教養人

ダンバーは、現代のルネッサンス的教養人はもう人文科学の世界に出現しない反面、隠れた才能を持つ科学者は枚挙にいとまがないと言います。例えば、科学者中の科学者であるアインシュタインからしてそうだと言います。数学者の多くがそうであるように、彼もまた音楽に造詣が深く、ヴァイオリンが上手だったそうです。ユーディ・メニューインほどではなかったにしろ、有名なオーケストラと一度ならず共演しているそうです。アインシュタインなんていかにもすぎる、と思われる人には、19世紀ロシアの作曲家アレクサンドル・ボロディンをダンバーは紹介しています。彼の作品は、当時としては最先端の作曲技法を駆使していることで有名ですが、そんなボロディンの本職は科学者で、多大な研究業績を残しているそうです。

ロシアの科学者とのつながりで思い出すのは、もうひとりの偉大なる天才アレクサンドル・ソルジェニーツィンだと言います。彼は、ロストフ大学で数学の学位を取得後、物理と化学を教えていましたが、その後作家生活に入り、数々の小説で不朽の評価を確立しました。そう考えると、ダンバーは、自分の国であるイギリスにもC・P・スノーがいると紹介しています。スノーは、ケンブリッジ大学の物理学者であり、のちにはイギリス政府の顧問的な役職に就いた人物だそうですが、そんな「逆境」をものともせず、1940年代~50年代に小説家としての揺るぎない地位を確立したそうです。その他にも、ダンバーは文学や芸術の分野に才能を発揮している優秀な科学者を何人も挙げています。

そして、それは有名な人物だけでなくても、彼自身の限られた交友関係だけでも、音楽団体で定期的に活動している科学者が6人は思い浮かべることができると言っています。例えば、室内オーケストラに属しているのが二人、古楽器アンサンブルがひとり、マドリガル・アンサンブルで歌っているひとりはクラリネットも吹くので、地元のジャズバンドによく助っ人に行くそうです。そのほかに、画家もしくはイラストレーターとしてこづかいを稼ぐ者も3人いるそうです。もちろん、彼らは専門の研究活動も続けているというのです。

最後に二人の物理学者に捧げられたアメリカのミニマル・ミュージックの話題から、芸術作品の題材にまでなるのですから、科学は決して無味乾燥ではないのだと強調します。ルネサンス的教養人は、いまも健在だというのです。ただし、人文科学の研究室を除いてもそれはお目にかかることができず、彼らは、理系学科の教室で、実験作業台に向かっているはずだというのです。

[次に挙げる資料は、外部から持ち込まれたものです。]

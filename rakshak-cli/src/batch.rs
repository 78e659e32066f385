//! Multi-maze batch execution.

use std::fs;
use std::path::{Path, PathBuf};

use log::{error, info, warn};
use rakshak::{GridMap, Mission, MissionError, MissionObserver, MissionOutcome, NullObserver};

use crate::config::RakshakConfig;
use crate::error::{CliError, Result};
use crate::report::save_csv;
use crate::viewer::TerminalViewer;

/// How one maze of the batch ended.
#[derive(Debug)]
pub enum MazeStatus {
    /// Occupant delivered to the entrance
    Rescued {
        /// Saved CSV log
        log_path: PathBuf,
        /// Number of log records
        records: usize,
    },
    /// Maze searched completely, no occupant found
    NotFound {
        /// Saved CSV log
        log_path: PathBuf,
        /// Number of log records
        records: usize,
    },
    /// Maze file does not exist
    Missing,
    /// The mission failed or its log could not be saved
    Failed(CliError),
}

/// Result for one maze.
#[derive(Debug)]
pub struct MazeResult {
    /// Maze file
    pub maze: PathBuf,
    /// Mission identifier (file stem)
    pub id: String,
    /// What happened
    pub status: MazeStatus,
}

impl MazeResult {
    /// Did this maze fail?
    pub fn is_failure(&self) -> bool {
        matches!(self.status, MazeStatus::Failed(_))
    }

    /// One-line human readable summary.
    pub fn summary(&self) -> String {
        match &self.status {
            MazeStatus::Rescued { log_path, records } => format!(
                "{}: rescued ({} records), log saved to {}",
                self.maze.display(),
                records,
                log_path.display()
            ),
            MazeStatus::NotFound { log_path, records } => format!(
                "{}: no occupant found ({} records), log saved to {}",
                self.maze.display(),
                records,
                log_path.display()
            ),
            MazeStatus::Missing => format!("{}: skipped, file not found", self.maze.display()),
            MazeStatus::Failed(e) => format!("{}: FAILED [{}] {}", self.maze.display(), e.code(), e),
        }
    }
}

/// Runs one independent mission per maze file.
pub struct BatchRunner {
    config: RakshakConfig,
}

impl BatchRunner {
    /// Create a runner, rejecting invalid exploration settings up front.
    pub fn new(config: RakshakConfig) -> Result<Self> {
        config.exploration.validate()?;
        Ok(Self { config })
    }

    /// Active configuration
    pub fn config(&self) -> &RakshakConfig {
        &self.config
    }

    /// Resolve the maze list.
    ///
    /// Explicit paths win; otherwise the configured names inside `maze_dir`;
    /// otherwise every `*.txt` file in `maze_dir`, sorted by name.
    pub fn discover(&self, explicit: &[PathBuf]) -> Result<Vec<PathBuf>> {
        if !explicit.is_empty() {
            return Ok(explicit.to_vec());
        }

        let maze_dir = &self.config.batch.maze_dir;
        if !self.config.batch.mazes.is_empty() {
            return Ok(self
                .config
                .batch
                .mazes
                .iter()
                .map(|name| maze_dir.join(name))
                .collect());
        }

        let mut found = Vec::new();
        for entry in fs::read_dir(maze_dir)? {
            let path = entry?.path();
            if path.is_file() && path.extension().is_some_and(|ext| ext == "txt") {
                found.push(path);
            }
        }
        found.sort();
        Ok(found)
    }

    /// Create the maze and log directories if they are missing.
    pub fn prepare_dirs(&self) -> Result<()> {
        fs::create_dir_all(&self.config.batch.maze_dir)?;
        fs::create_dir_all(&self.config.batch.log_dir)?;
        Ok(())
    }

    /// Run every maze in order. A failing maze does not stop the batch.
    pub fn run(&self, mazes: &[PathBuf]) -> Vec<MazeResult> {
        info!("Running {} maze(s)", mazes.len());
        mazes.iter().map(|maze| self.run_maze(maze)).collect()
    }

    /// Run a single maze and save its log.
    pub fn run_maze(&self, maze: &Path) -> MazeResult {
        let id = mission_id(maze);
        let status = if !maze.exists() {
            warn!("Maze {} not found, skipping", maze.display());
            MazeStatus::Missing
        } else {
            match self.execute(maze, &id) {
                Ok(status) => status,
                Err(e) => {
                    error!("{}", e);
                    MazeStatus::Failed(e)
                }
            }
        };
        MazeResult {
            maze: maze.to_path_buf(),
            id,
            status,
        }
    }

    fn execute(&self, maze: &Path, id: &str) -> Result<MazeStatus> {
        let text = fs::read_to_string(maze)?;
        let mission_err = |source: MissionError| CliError::Mission {
            maze: maze.to_path_buf(),
            source,
        };

        let grid = GridMap::parse(&text).map_err(|e| mission_err(e.into()))?;
        let display = &self.config.display;
        let observer: Box<dyn MissionObserver> = if display.enabled {
            Box::new(TerminalViewer::stdout(id, display.step_delay_ms))
        } else {
            Box::new(NullObserver)
        };

        let report = Mission::with_observer(grid, id, observer)
            .with_config(self.config.exploration.clone())
            .and_then(Mission::run)
            .map_err(mission_err)?;

        let records = report.log.len();
        let log_path = save_csv(&report.log, &self.config.batch.log_dir, id)?;
        Ok(match report.outcome {
            MissionOutcome::Rescued { .. } => MazeStatus::Rescued { log_path, records },
            MissionOutcome::OccupantNotFound => MazeStatus::NotFound { log_path, records },
        })
    }
}

/// Mission identifier for a maze file: its stem.
pub fn mission_id(maze: &Path) -> String {
    maze.file_stem()
        .map(|stem| stem.to_string_lossy().into_owned())
        .unwrap_or_else(|| "mission".to_string())
}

ダンバーは、私たちは詩人と科学を結びつけることはあまりしないと言います。しかし、偉大な詩人とただの語呂合わせ屋の違いは、優れた科学者と凡庸な科学者の違いと同じではないだろうかと言います。それは、鋭い観察眼と深い内省があるかどうかであると言います、人間の文化は、形を問わず、このふたつに支えられていると言っていいだろうと考えています。例えば、スコットランドが生んだ最高の詩人、「貧しき農民詩人」として親しまれているロバート・バーンズは、家庭教師ジョン・マードックから当時まだ芽生えたばかりの科学の知識を授けられ、そこから多くのものを得たはずであると言います。マードックが、もっと金になる仕事のために家庭教師を辞めたあとは、父親が息子たちの教育を引き受けました。父親がエアー読書愛好会の支部から借りてきた、ウィリアム・デラムの「自然神学」や「天体神学」もバーンズに大きな影響を与えたに違いないと考えられているそうです。